Enfin, nous entendons souvent que la connaissance permet de nous purifier. Or « prétendre voir le vrai pour se purifier l’esprit, alors précisément qu’il faut le purifier pour voir, c’est évidemment renverser l’ordre et commencer par la fin »[1] (XVI, 34). L’homme est incapable par lui-même de fixer son regard sur le vrai s’il n’est d’abord purifié. C’est justement le rôle du maître de former son regard et de le tourner vers la Vérité afin qu’il soit capable de connaître. Le maître doit ainsi mettre l’élève dans les dispositions intérieures nécessaires pour apprendre avant de lui transmettre ses connaissances.

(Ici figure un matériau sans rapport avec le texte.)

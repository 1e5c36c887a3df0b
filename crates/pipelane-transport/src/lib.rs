//! User-scoped local channel transport.
//!
//! Provides a unified interface over the local transport mechanisms:
//! - Unix domain sockets (Linux/macOS), one socket file per channel in a
//!   per-user runtime directory
//! - Named pipes (Windows)
//!
//! This is the lowest layer of pipelane. Everything else builds on top of
//! the [`Connection`] type provided here.

pub mod connect;
pub mod connection;
pub mod discovery;
pub mod error;
pub mod name;

#[cfg(unix)]
pub mod uds;

#[cfg(windows)]
pub mod pipe;

pub use connect::{connect, CONNECT_POLL_INTERVAL};
pub use connection::Connection;
pub use discovery::{find_channel, list_channels};
pub use error::{Result, TransportError};
pub use name::{default_runtime_dir, ChannelName, Endpoint, RUNTIME_DIR_ENV};

/// A listening instance for the current platform.
#[cfg(unix)]
pub use uds::UnixDomainSocket as ChannelListener;

/// A listening instance for the current platform.
#[cfg(windows)]
pub use pipe::NamedPipeInstance as ChannelListener;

Le nécessaire recours à l’autorité
Compte tenu de nos faiblesses et du peu de temps que nous pouvons nous consacrer à l’étude, nous sommes dans l’obligation de nous appuyer sur l’autorité de maîtres sages et motivés si nous voulons atteindre la Vérité. Non seulement nous saurons mais de plus nous gagnerons en sérénité car leur autorité nous assure la certitude de ce que nous possédons, et par conséquent, nous serons dans la paix.
Ainsi pour connaître, faut-il nous appuyer sur une autorité compétente. Elle forme nos regards, nous motive et nous guide dans nos quêtes, nous transmet un savoir authentique, nous exerce à l’exercice de l’intelligence mais avant tout nous met dans les conditions d’apprendre. Ensuite, notre propre raison nous conduit à la compréhension et à d'autres connaissances. Se remettre à une autorité est preuve de sagesse…
Mais si « l’autorité ne va jamais sans raison » (Saint Augustin, De vera religione, XXIV, 45), elle nécessite avant tout de la croyance. Et l’autorité réclame la foi en elle. Il est donc nécessaire de croire avant de comprendre. C’est tellement nécessaire que nous le faisons tous les jours…
[1] Saint Augustin, De utilitate Credendi.